The pain is obvious and her emotions are stifling the efforts of friends to help her. So my forthcoming responses are not for her but for us, for it is when our minds are calm and capable of sound reason that we need to work through such questions about God’s nature in the face of tragedy. (Our space here is not adequate to examine the matter in detail.)
1) There is a downside to free will. We or others can mishandle it to our harm. In this case, the mother made a tragic mistake. She did something we all do with varying consequences: she was distracted; she failed to see danger; she erred in judgment. Part of our human weakness is the inability to control outcomes, even our own thought process and actions. The alternative to free will is a world where we are robotically programmed to execute precise functions. But this robs us of our personal essence. Though sometimes painful, free will is essential to being human.
2) This world can cause extreme pain and dire distress. Intense pain causes mental distress in which we question the purpose of our own existence, God’s fairness, etc. While we cannot here review Job’s experience, it is my conviction that God allowed his suffering – exponentially beyond our young mother’s experience – to help all of us deal with our own days of darkness. And note that Job didn’t just stoically accept the crumbling of his life without deep questions of God’s justice. But this story cannot help us if we don’t assimilate its message before tragedy strikes. It is imperative that we daily build our worldview on the truth of God’s word so that the pain of tragedy is not soul-destroying.
3) The mother said, “I must be pretty worthless to God.” How did she arrive at that conclusion? By an erroneous interpretation events, not by revelation. We often say, “We must learn to judge circumstances by what we know about God, not judge God by circumstances.” Here is a perfect example of what happens when we get that backward. This woman’s sense of worth wholly depends on her situation. She is not thinking about her intrinsic value as God sees her; she is not thinking about the multitude of blessings already bestowed upon her (she has four other children). She feels worthless because in this single instance God didn’t intervene as she hoped.

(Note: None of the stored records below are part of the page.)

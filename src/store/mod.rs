//! DuckDB store access.
//!
//! The loader owns `raw.sales` (full-replace on every run); the dashboard
//! only ever reads `marts.daily_revenue`, a view produced by an external
//! transformation job. Both sides go through this module so connection
//! handling and error mapping live in one place.
//!
//! Single-writer by design: nothing here takes locks beyond what DuckDB
//! itself provides, and concurrent loader runs are unsupported.

use std::path::Path;

use chrono::NaiveDate;
use duckdb::types::Value;
use duckdb::{AccessMode, Config, Connection, appender_params_from_iter};
use tracing::info;

use crate::config::{MART_SCHEMA, MART_VIEW, RAW_SCHEMA, RAW_TABLE};
use crate::domain::{LoadResult, MartRow, SalesRecord};
use crate::error::{AppError, ErrorKind};

pub mod cache;

pub use cache::MartCache;

/// Open the store for writing, creating the file if needed.
pub fn open_for_write(path: &Path) -> Result<Connection, AppError> {
    Connection::open(path).map_err(|e| {
        AppError::new(
            ErrorKind::Destination,
            format!("Failed to open store '{}' for writing: {e}", path.display()),
        )
    })
}

/// Open the store read-only. The dashboard never needs write access, and a
/// read-only handle cannot block a concurrently running loader.
pub fn open_read_only(path: &Path) -> Result<Connection, AppError> {
    let config = Config::default()
        .access_mode(AccessMode::ReadOnly)
        .map_err(|e| AppError::new(ErrorKind::Query, format!("Store config error: {e}")))?;
    Connection::open_with_flags(path, config).map_err(|e| {
        AppError::new(
            ErrorKind::Query,
            format!("Failed to open store '{}' read-only: {e}", path.display()),
        )
    })
}

/// Bulk-replace `raw.sales` with the records yielded by `records`.
///
/// The drop-and-recreate plus every appended row run inside one transaction,
/// so readers observe a single logical transition: either the previous table
/// or the complete new batch, never a half-written one. The first record
/// error aborts the load and rolls the transaction back.
///
/// `columns` is the source header in order; `quantity_idx`/`amount_idx` mark
/// the two typed columns (BIGINT / DOUBLE), everything else lands as VARCHAR.
pub fn replace_sales<I>(
    conn: &mut Connection,
    columns: &[String],
    quantity_idx: usize,
    amount_idx: usize,
    records: I,
) -> Result<LoadResult, AppError>
where
    I: IntoIterator<Item = Result<SalesRecord, AppError>>,
{
    let ddl = sales_table_ddl(columns, quantity_idx, amount_idx);

    let tx = conn.transaction().map_err(|e| {
        AppError::new(
            ErrorKind::Destination,
            format!("Failed to begin load transaction: {e}"),
        )
    })?;

    tx.execute_batch(&ddl).map_err(|e| {
        AppError::new(
            ErrorKind::Destination,
            format!("Failed to create {RAW_SCHEMA}.{RAW_TABLE}: {e}"),
        )
    })?;

    let mut rows_loaded = 0usize;
    {
        let mut appender = tx.appender_to_db(RAW_TABLE, RAW_SCHEMA).map_err(|e| {
            AppError::new(
                ErrorKind::Destination,
                format!("Failed to open appender for {RAW_SCHEMA}.{RAW_TABLE}: {e}"),
            )
        })?;

        for record in records {
            // A parse error here propagates out with the transaction
            // uncommitted, which rolls back the replace.
            let record = record?;
            let row = record_values(&record, quantity_idx, amount_idx);
            appender
                .append_row(appender_params_from_iter(row.iter()))
                .map_err(|e| {
                    AppError::new(
                        ErrorKind::Destination,
                        format!("Failed to append row {}: {e}", rows_loaded + 1),
                    )
                })?;
            rows_loaded += 1;
        }

        appender.flush().map_err(|e| {
            AppError::new(ErrorKind::Destination, format!("Failed to flush appender: {e}"))
        })?;
    }

    tx.commit().map_err(|e| {
        AppError::new(
            ErrorKind::Destination,
            format!("Failed to commit load transaction: {e}"),
        )
    })?;

    info!(rows = rows_loaded, "replaced {RAW_SCHEMA}.{RAW_TABLE}");

    Ok(LoadResult {
        rows_loaded,
        columns: columns.to_vec(),
    })
}

/// Read the aggregate view and normalize `order_date` to a typed date.
///
/// The normalization happens here, exactly once per fetch, so every
/// downstream stage (filters, KPIs, series) works with comparable dates.
/// Rows come back in a deterministic `(order_date, region, product)` order;
/// later stable sorts rely on it for tie-breaking.
pub fn fetch_daily_revenue(conn: &Connection) -> Result<Vec<MartRow>, AppError> {
    let sql = format!(
        "SELECT CAST(order_date AS VARCHAR), \
                region, \
                product, \
                CAST(revenue AS DOUBLE), \
                CAST(order_count AS BIGINT), \
                CAST(customer_count AS BIGINT), \
                CAST(avg_order_value AS DOUBLE) \
         FROM {MART_SCHEMA}.{MART_VIEW} \
         ORDER BY order_date, region, product"
    );

    let mut stmt = conn.prepare(&sql).map_err(|e| {
        AppError::new(
            ErrorKind::Query,
            format!(
                "Failed to query {MART_SCHEMA}.{MART_VIEW} (has the transformation job run?): {e}"
            ),
        )
    })?;

    let raw_rows = stmt
        .query_map([], |row| {
            Ok((
                row.get::<_, String>(0)?,
                row.get::<_, String>(1)?,
                row.get::<_, String>(2)?,
                row.get::<_, f64>(3)?,
                row.get::<_, i64>(4)?,
                row.get::<_, i64>(5)?,
                row.get::<_, f64>(6)?,
            ))
        })
        .map_err(|e| AppError::new(ErrorKind::Query, format!("Mart query failed: {e}")))?
        .collect::<Result<Vec<_>, duckdb::Error>>()
        .map_err(|e| AppError::new(ErrorKind::Query, format!("Mart row read failed: {e}")))?;

    raw_rows
        .into_iter()
        .map(
            |(date, region, product, revenue, order_count, customer_count, avg_order_value)| {
                let order_date =
                    NaiveDate::parse_from_str(&date, "%Y-%m-%d").map_err(|e| {
                        AppError::new(
                            ErrorKind::Query,
                            format!("Invalid order_date '{date}' in {MART_SCHEMA}.{MART_VIEW}: {e}"),
                        )
                    })?;
                Ok(MartRow {
                    order_date,
                    region,
                    product,
                    revenue,
                    order_count,
                    customer_count,
                    avg_order_value,
                })
            },
        )
        .collect()
}

fn sales_table_ddl(columns: &[String], quantity_idx: usize, amount_idx: usize) -> String {
    let column_defs: Vec<String> = columns
        .iter()
        .enumerate()
        .map(|(idx, name)| {
            let sql_type = if idx == quantity_idx {
                "BIGINT"
            } else if idx == amount_idx {
                "DOUBLE"
            } else {
                "VARCHAR"
            };
            format!("{} {sql_type}", quote_ident(name))
        })
        .collect();

    format!(
        "CREATE SCHEMA IF NOT EXISTS {RAW_SCHEMA}; \
         CREATE OR REPLACE TABLE {RAW_SCHEMA}.{RAW_TABLE} ({});",
        column_defs.join(", ")
    )
}

fn record_values(record: &SalesRecord, quantity_idx: usize, amount_idx: usize) -> Vec<Value> {
    record
        .values
        .iter()
        .enumerate()
        .map(|(idx, raw)| {
            if idx == quantity_idx {
                Value::BigInt(record.quantity)
            } else if idx == amount_idx {
                Value::Double(record.amount)
            } else {
                Value::Text(raw.clone())
            }
        })
        .collect()
}

fn quote_ident(name: &str) -> String {
    format!("\"{}\"", name.replace('"', "\"\""))
}

#[cfg(test)]
mod tests {
    use super::*;

    fn record(values: &[&str], quantity: i64, amount: f64) -> Result<SalesRecord, AppError> {
        Ok(SalesRecord {
            quantity,
            amount,
            values: values.iter().map(|s| s.to_string()).collect(),
        })
    }

    fn columns() -> Vec<String> {
        ["order_id", "region", "quantity", "amount"]
            .iter()
            .map(|s| s.to_string())
            .collect()
    }

    fn count_sales(conn: &Connection) -> i64 {
        conn.query_row(
            &format!("SELECT COUNT(*) FROM {RAW_SCHEMA}.{RAW_TABLE}"),
            [],
            |r| r.get(0),
        )
        .unwrap()
    }

    #[test]
    fn replace_loads_all_rows_with_typed_columns() {
        let mut conn = Connection::open_in_memory().unwrap();
        let result = replace_sales(
            &mut conn,
            &columns(),
            2,
            3,
            vec![
                record(&["A-1", "East", "3", "19.99"], 3, 19.99),
                record(&["A-2", "West", "1", "5.00"], 1, 5.00),
            ],
        )
        .unwrap();

        assert_eq!(result.rows_loaded, 2);
        assert_eq!(count_sales(&conn), 2);

        // quantity must land as an integer column, amount as a double.
        let (qty_sum, amount_sum): (i64, f64) = conn
            .query_row(
                &format!("SELECT SUM(quantity), SUM(amount) FROM {RAW_SCHEMA}.{RAW_TABLE}"),
                [],
                |r| Ok((r.get(0)?, r.get(1)?)),
            )
            .unwrap();
        assert_eq!(qty_sum, 4);
        assert!((amount_sum - 24.99).abs() < 1e-9);
    }

    #[test]
    fn rerunning_the_same_load_is_idempotent() {
        let mut conn = Connection::open_in_memory().unwrap();
        let batch = || {
            vec![
                record(&["A-1", "East", "3", "19.99"], 3, 19.99),
                record(&["A-2", "West", "1", "5.00"], 1, 5.00),
            ]
        };
        replace_sales(&mut conn, &columns(), 2, 3, batch()).unwrap();
        replace_sales(&mut conn, &columns(), 2, 3, batch()).unwrap();

        assert_eq!(count_sales(&conn), 2);
        let ids: i64 = conn
            .query_row(
                &format!(
                    "SELECT COUNT(DISTINCT order_id) FROM {RAW_SCHEMA}.{RAW_TABLE}"
                ),
                [],
                |r| r.get(0),
            )
            .unwrap();
        assert_eq!(ids, 2);
    }

    #[test]
    fn failed_load_rolls_back_and_keeps_prior_table() {
        let mut conn = Connection::open_in_memory().unwrap();
        replace_sales(
            &mut conn,
            &columns(),
            2,
            3,
            vec![record(&["A-1", "East", "3", "19.99"], 3, 19.99)],
        )
        .unwrap();

        let failing = vec![
            record(&["B-1", "West", "2", "7.00"], 2, 7.00),
            Err(AppError::new(
                ErrorKind::Parse,
                "Line 3: `quantity` is not a whole number: 'two'",
            )),
        ];
        let err = replace_sales(&mut conn, &columns(), 2, 3, failing).unwrap_err();
        assert_eq!(err.kind(), ErrorKind::Parse);

        // Prior contents are still queryable, untouched by the aborted run.
        assert_eq!(count_sales(&conn), 1);
        let id: String = conn
            .query_row(
                &format!("SELECT order_id FROM {RAW_SCHEMA}.{RAW_TABLE}"),
                [],
                |r| r.get(0),
            )
            .unwrap();
        assert_eq!(id, "A-1");
    }

    #[test]
    fn malformed_csv_fails_the_load_end_to_end_without_touching_the_table() {
        use std::io::Write;

        let dir = tempfile::tempdir().unwrap();
        let good = dir.path().join("good.csv");
        let bad = dir.path().join("bad.csv");
        std::fs::write(&good, "order_id,region,quantity,amount\nA-1,East,3,19.99\n").unwrap();
        let mut f = std::fs::File::create(&bad).unwrap();
        writeln!(f, "order_id,region,quantity,amount").unwrap();
        writeln!(f, "B-1,West,2,7.00").unwrap();
        writeln!(f, "B-2,West,two,7.00").unwrap();

        let mut conn = Connection::open_in_memory().unwrap();

        let source = crate::io::ingest::open_sales_csv(&good).unwrap();
        let cols = source.columns().to_vec();
        let (q, a) = (source.quantity_idx(), source.amount_idx());
        replace_sales(&mut conn, &cols, q, a, source.records()).unwrap();

        let source = crate::io::ingest::open_sales_csv(&bad).unwrap();
        let cols = source.columns().to_vec();
        let (q, a) = (source.quantity_idx(), source.amount_idx());
        let err = replace_sales(&mut conn, &cols, q, a, source.records()).unwrap_err();
        assert_eq!(err.kind(), ErrorKind::Parse);
        assert!(err.to_string().contains("Line 3"));

        assert_eq!(count_sales(&conn), 1);
    }

    #[test]
    fn fetch_normalizes_dates_and_orders_rows() {
        let conn = Connection::open_in_memory().unwrap();
        conn.execute_batch(&format!(
            "CREATE SCHEMA {MART_SCHEMA}; \
             CREATE VIEW {MART_SCHEMA}.{MART_VIEW} AS \
             SELECT DATE '2024-01-02' AS order_date, 'West' AS region, 'Widget' AS product, \
                    40.0 AS revenue, 2 AS order_count, 2 AS customer_count, 20.0 AS avg_order_value \
             UNION ALL \
             SELECT DATE '2024-01-01', 'East', 'Gadget', 100.0, 4, 3, 25.0"
        ))
        .unwrap();

        let rows = fetch_daily_revenue(&conn).unwrap();
        assert_eq!(rows.len(), 2);
        assert_eq!(
            rows[0].order_date,
            NaiveDate::from_ymd_opt(2024, 1, 1).unwrap()
        );
        assert_eq!(rows[0].region, "East");
        assert_eq!(rows[1].region, "West");
        assert!((rows[0].revenue - 100.0).abs() < 1e-12);
        assert_eq!(rows[0].order_count, 4);
    }

    #[test]
    fn fetch_without_view_is_a_query_error() {
        let conn = Connection::open_in_memory().unwrap();
        let err = fetch_daily_revenue(&conn).unwrap_err();
        assert_eq!(err.kind(), ErrorKind::Query);
    }

    #[test]
    fn open_read_only_rejects_missing_store() {
        let dir = tempfile::tempdir().unwrap();
        let err = open_read_only(&dir.path().join("absent.duckdb")).unwrap_err();
        assert_eq!(err.kind(), ErrorKind::Query);
    }

    #[test]
    fn quote_ident_escapes_embedded_quotes() {
        assert_eq!(quote_ident("plain"), "\"plain\"");
        assert_eq!(quote_ident("odd\"name"), "\"odd\"\"name\"");
    }
}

4) She further said, “I would NEVER allow one of my children to go through this kind of pain.” But God allowed His Son to enter the world knowing the fate that awaited Him. And it wasn’t death by accident. It was brutal, hateful, deliberate murder at the hands of undeserving sinners. And God did that as an eternal beacon of His love for mankind that we might ever see it and rejoice in its light even if our child dies, our mate abandons us, we develop cancer, etc. This mother cannot say rightfully say of God, “He doesn’t understand the pain and suffering I am going through.” God watched His Son beaten and mocked and denied and publicly executed as a heinous criminal all to provide mankind the blessing of eternal life. These are God’s “horrid” ways: patiently enduring idolatrous rebels for eons so that the penitent among them might return (2 Pet 3:9); blessing the atheist with fruitful seasons so they would not go hungry (Ac 14:17); sharing His thoughts with unworthy men who often wallow in intellectual garbage (1 Cor 2:11-16); allowing us to participate in the joy and wonder of bringing life into the world (Jn 16:21); saving and glorifying us through the blood of His sacrificed Son. It is unbalanced, to say the least, to rail against God because of tragedy that occasionally befalls us. Even Job, in the midst of his pain, said, “Shall we indeed accept good from God, and shall we not accept adversity?” (2:10). God is selfish? Only the blindness of pain would say that.
5) Actually, the one being selfish here is this mother. She has other children that need comfort, encouragement and faith in God and His goodness; she has a husband who has suffered a double loss – a young son and a wife who is now self-absorbed and bitter. I realize this sounds harsh, but it no less true. Marriage and parenthood is not for the fainthearted. It is for the emotionally and spiritually mature because things like this occur. When they happen, we can try to face them alone and be destroyed by agony, or we can face them with God and retain our value, purpose, hope and trust in Him. My heart breaks for this young woman, for in her grief she is abandoning God. My prayer is that time will ease anger and allow her to accept the comfort that only a true relationship with a loving God brings.